La designación de Jaime González Castaño como director general de Deportes es la prueba de la ligereza con la que se realizan los nombramientos en nuestra política. Hasta el viernes pasado, este joven era el asistente personal del presidente del Gobierno, el encargado de llevarle la cartera.

Nadie cuestiona ni las capacidades ni los méritos de González Castaño, que ha cursado la Carrera Diplomática. Pero su aterrizaje en el Ministerio para convertirse en la segunda autoridad del Deporte español, sólo por debajo del presidente del Consejo Superior de Deportes, se antoja una frivolidad.

González Castaño ha sido la sombra de Rajoy dentro y fuera de Moncloa los últimos cuatro años.
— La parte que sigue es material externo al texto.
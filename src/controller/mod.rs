//! # Controller
//!
//! Core controller modules for the Keycloak Client Controller.
//!
//! - `backoff`: Linear failure backoff
//! - `reconciler`: Core reconciliation logic
//! - `server`: HTTP server for metrics and health checks

pub mod backoff;
pub mod reconciler;
pub mod server;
No es suponer demasiado que durante la multitud de horas que han compartido habrán comentado las hazañas y los avatares de los deportistas españoles, y que gracias a eso Rajoy habrá tenido ocasión de saber que tenía ante sí a un entusiasta del deporte.
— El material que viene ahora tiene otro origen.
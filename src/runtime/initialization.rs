//! # Initialization
//!
//! Controller initialization logic including rustls setup, tracing, metrics,
//! server startup, and Kubernetes client setup.

use crate::config::{ControllerConfig, KeycloakConfig};
use crate::controller::reconciler::{Reconciler, TriggerSource, reconcile};
use crate::controller::server::{ServerState, start_server};
use crate::crd::KeycloakClient;
use crate::keycloak::RestConnector;
use crate::observability;
use anyhow::{Context, Result};
use kube::{Client, ResourceExt, api::Api, api::ListParams};
use std::collections::BTreeMap;
use std::sync::Arc;
use std::sync::atomic::{AtomicBool, Ordering};
use tracing::{Instrument, error, info, warn};

/// Initialization result containing all necessary components for the controller
pub struct InitializationResult {
    pub client: Client,
    /// API for `KeycloakClient` documents across all namespaces
    pub documents: Api<KeycloakClient>,
    pub reconciler: Arc<Reconciler>,
    /// Server state for health checks
    pub server_state: Arc<ServerState>,
    pub controller_config: ControllerConfig,
}

impl std::fmt::Debug for InitializationResult {
    fn fmt(&self, f: &mut std::fmt::Formatter<'_>) -> std::fmt::Result {
        f.debug_struct("InitializationResult")
            .field(
                "server_ready",
                &self.server_state.is_ready.load(Ordering::Relaxed),
            )
            .field("controller_config", &self.controller_config)
            .finish_non_exhaustive()
    }
}

/// Initialize the controller runtime
///
/// This function handles:
/// - rustls crypto provider setup
/// - Tracing subscriber setup
/// - Metrics registration
/// - HTTP server startup
/// - Kubernetes client creation
/// - Keycloak connector and reconciler setup
/// - Reconcile existing resources
pub async fn initialize() -> Result<InitializationResult> {
    // Required for rustls 0.23+ before anything opens a TLS connection
    if rustls::crypto::ring::default_provider()
        .install_default()
        .is_err()
    {
        anyhow::bail!("Failed to install rustls crypto provider");
    }

    tracing_subscriber::fmt()
        .with_env_filter(
            tracing_subscriber::EnvFilter::try_from_default_env()
                .unwrap_or_else(|_| "keycloak_client_controller=info".into()),
        )
        .init();

    info!("Starting Keycloak Client Controller");
    info!(
        "Build info: timestamp={}, datetime={}, git_hash={}",
        env!("BUILD_TIMESTAMP"),
        env!("BUILD_DATETIME"),
        env!("BUILD_GIT_HASH")
    );

    observability::metrics::register_metrics()?;

    let controller_config = ControllerConfig::from_env();
    let keycloak_config =
        KeycloakConfig::from_env().context("Failed to load Keycloak configuration")?;
    info!(
        keycloak.url = keycloak_config.url.as_str(),
        keycloak.auth_realm = keycloak_config.auth_realm.as_str(),
        "Loaded Keycloak configuration"
    );

    let server_state = Arc::new(ServerState {
        is_ready: Arc::new(AtomicBool::new(false)),
    });

    // Start the HTTP server in the background but wait for it before reconciling
    let server_state_clone = server_state.clone();
    let server_port = controller_config.metrics_port;
    let server_handle = tokio::spawn(async move {
        if let Err(e) = start_server(server_port, server_state_clone).await {
            error!("HTTP server error: {}", e);
        }
    });
    wait_for_server_ready(&server_state, &server_handle, &controller_config).await?;

    let client = Client::try_default().await?;
    let documents: Api<KeycloakClient> = Api::all(client.clone());

    let connector =
        RestConnector::new(keycloak_config).context("Failed to build Keycloak HTTP client")?;
    let reconciler = Arc::new(Reconciler::new(
        client.clone(),
        Arc::new(connector),
        controller_config.clone(),
    ));

    // Documents created before the controller started are reconciled up front
    reconcile_existing_resources(&documents, &reconciler).await;

    info!("Controller initialized, starting watch loop...");

    Ok(InitializationResult {
        client,
        documents,
        reconciler,
        server_state,
        controller_config,
    })
}

/// Wait for the HTTP server to become ready
async fn wait_for_server_ready(
    server_state: &Arc<ServerState>,
    server_handle: &tokio::task::JoinHandle<()>,
    config: &ControllerConfig,
) -> Result<()> {
    let startup_timeout = std::time::Duration::from_secs(config.server_startup_timeout_secs);
    let poll_interval = std::time::Duration::from_millis(config.server_poll_interval_ms);
    let start_time = std::time::Instant::now();

    loop {
        if server_handle.is_finished() {
            return Err(anyhow::anyhow!("HTTP server failed to start"));
        }

        if server_state.is_ready.load(Ordering::Relaxed) {
            info!("HTTP server is ready and accepting connections");
            break;
        }

        if start_time.elapsed() > startup_timeout {
            return Err(anyhow::anyhow!(
                "HTTP server failed to become ready within {} seconds",
                startup_timeout.as_secs()
            ));
        }

        tokio::time::sleep(poll_interval).await;
    }

    Ok(())
}

/// Group document names by namespace, both sorted
fn resources_by_namespace(items: &[KeycloakClient]) -> BTreeMap<String, Vec<String>> {
    let mut by_namespace: BTreeMap<String, Vec<String>> = BTreeMap::new();
    for item in items {
        by_namespace
            .entry(item.namespace().unwrap_or_else(|| "default".to_string()))
            .or_default()
            .push(item.name_any());
    }
    for names in by_namespace.values_mut() {
        names.sort();
    }
    by_namespace
}

/// Reconcile existing `KeycloakClient` resources before starting the watch
async fn reconcile_existing_resources(documents: &Api<KeycloakClient>, reconciler: &Arc<Reconciler>) {
    let existing_resources_span = tracing::span!(
        tracing::Level::INFO,
        "controller.startup.reconcile_existing",
        operation = "reconcile_existing_resources"
    );
    reconcile_existing_in_span(documents, reconciler)
        .instrument(existing_resources_span)
        .await;
}

async fn reconcile_existing_in_span(documents: &Api<KeycloakClient>, reconciler: &Arc<Reconciler>) {
    let list = match documents.list(&ListParams::default()).await {
        Ok(list) => list,
        Err(e) => {
            error!("CRD is not queryable; {:?}. Is the CRD installed?", e);
            error!("Installation: cargo run --bin crdgen | kubectl apply -f -");
            warn!("Continuing despite CRD queryability check failure - controller will retry");
            return;
        }
    };

    info!(
        "CRD is queryable, found {} existing KeycloakClient resources",
        list.items.len()
    );
    if list.items.is_empty() {
        info!("No existing KeycloakClient resources found, watch will pick up new resources");
        return;
    }

    let by_namespace = resources_by_namespace(&list.items);
    info!("Keycloak Client Controller - Startup Resource Summary");
    info!("Total Resources: {}", list.items.len());
    info!("Namespaces: {}", by_namespace.len());
    for (namespace, names) in &by_namespace {
        info!("Namespace: {}", namespace);
        info!(
            "  Resources ({}): {}",
            names.len(),
            if names.len() <= 3 {
                names.join(", ")
            } else {
                format!("{}, ... ({} total)", names[..3].join(", "), names.len())
            }
        );
    }

    for item in list.items {
        let name = item.name_any();
        let namespace = item.namespace().unwrap_or_else(|| "default".to_string());

        let resource_span = tracing::span!(
            tracing::Level::INFO,
            "controller.startup.reconcile_resource",
            resource.name = name.as_str(),
            resource.namespace = namespace.as_str(),
            resource.kind = "KeycloakClient"
        );
        let trigger_source = if item.is_being_deleted() {
            TriggerSource::Deletion
        } else {
            TriggerSource::Startup
        };
        let result = reconcile(Arc::new(item), reconciler.clone(), trigger_source)
            .instrument(resource_span.clone())
            .await;
        resource_span.in_scope(|| {
            match result {
                Ok(_action) => {
                    info!(
                        resource.name = name.as_str(),
                        resource.namespace = namespace.as_str(),
                        "reconciliation.success"
                    );
                }
                Err(e) => {
                    // One failure does not stop the rest of the startup pass
                    error!(resource.name = name.as_str(), resource.namespace = namespace.as_str(), error = %e, "reconciliation.error");
                }
            }
        });
    }

    info!("Completed startup pass over existing resources");
}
Tampoco es aventurado concluir que ha sido el propio Rajoy quien ha querido premiarle promocionándolo a su nuevo cargo. Esa tesis viene corroborada por el hecho de que la máxima autoridad del Deporte, José Ramón Lete, no lo había reclamado; o dicho de otra forma, se lo han impuesto.
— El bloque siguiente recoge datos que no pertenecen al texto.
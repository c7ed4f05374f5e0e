//! # Client Sub-resources
//!
//! Roles, protocol mappers, the service account and fine-grained admin permissions.

use serde::{Deserialize, Serialize};
use std::collections::BTreeMap;

/// Role scoped to this client
#[derive(Debug, Clone, Deserialize, Serialize, schemars::JsonSchema)]
#[serde(rename_all = "camelCase")]
pub struct ClientRole {
    pub name: String,
    #[serde(default)]
    pub description: Option<String>,
}

/// Realm role created for this client
#[derive(Debug, Clone, Deserialize, Serialize, schemars::JsonSchema)]
#[serde(rename_all = "camelCase")]
pub struct RealmRole {
    pub name: String,
    /// Existing realm role that gets this role as a composite child
    #[serde(default)]
    pub composite: Option<String>,
}

/// Protocol mapper attached directly to the client
#[derive(Debug, Clone, Deserialize, Serialize, schemars::JsonSchema)]
#[serde(rename_all = "camelCase")]
pub struct ProtocolMapper {
    pub name: String,
    #[serde(default = "crate::crd::default_protocol")]
    pub protocol: String,
    /// Mapper implementation, e.g. `oidc-usermodel-attribute-mapper`
    pub protocol_mapper: String,
    #[serde(default)]
    pub config: BTreeMap<String, String>,
}

/// Service account settings for confidential clients
#[derive(Debug, Clone, Default, Deserialize, Serialize, schemars::JsonSchema)]
#[serde(rename_all = "camelCase")]
pub struct ServiceAccount {
    #[serde(default)]
    pub enabled: bool,
    /// Realm roles mapped to the service account user
    #[serde(default)]
    pub realm_roles: Vec<String>,
    /// Client roles mapped to the service account user, grouped by client
    #[serde(default)]
    pub client_roles: Vec<ServiceAccountClientRoles>,
    /// Groups the service account user belongs to
    #[serde(default)]
    pub groups: Vec<String>,
    /// User attributes of the service account user, left alone when unset
    #[serde(default)]
    pub attributes: Option<BTreeMap<String, Vec<String>>>,
}

#[derive(Debug, Clone, Deserialize, Serialize, schemars::JsonSchema)]
#[serde(rename_all = "camelCase")]
pub struct ServiceAccountClientRoles {
    /// `clientId` of the client that owns the roles
    pub client_id: String,
    #[serde(default)]
    pub roles: Vec<String>,
}

/// Fine-grained admin permissions for this client
#[derive(Debug, Clone, Default, Deserialize, Serialize, schemars::JsonSchema)]
#[serde(rename_all = "camelCase")]
pub struct FineGrainedPermission {
    #[serde(default)]
    pub scope_permissions: Vec<ScopePermission>,
}

/// Policies attached to one management scope (e.g. `view`, `manage`, `token-exchange`)
#[derive(Debug, Clone, Deserialize, Serialize, schemars::JsonSchema)]
#[serde(rename_all = "camelCase")]
pub struct ScopePermission {
    pub name: String,
    /// Names of policies defined in the `realm-management` client
    #[serde(default)]
    pub policies: Vec<String>,
}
Salvando las distancias, la circunstancia de que sea la santa voluntad del presidente del Gobierno la que determine el futuro de personas y la configuración de las instituciones emparenta a nuestra democracia con la Roma Imperial, en la que los emperadores hacían y deshacían a capricho. Claro que no se puede comparar a Rajoy con un Calígula que hizo senador a su caballo, pero una democracia que se precie debería ser más escrupulosa con los nombramientos.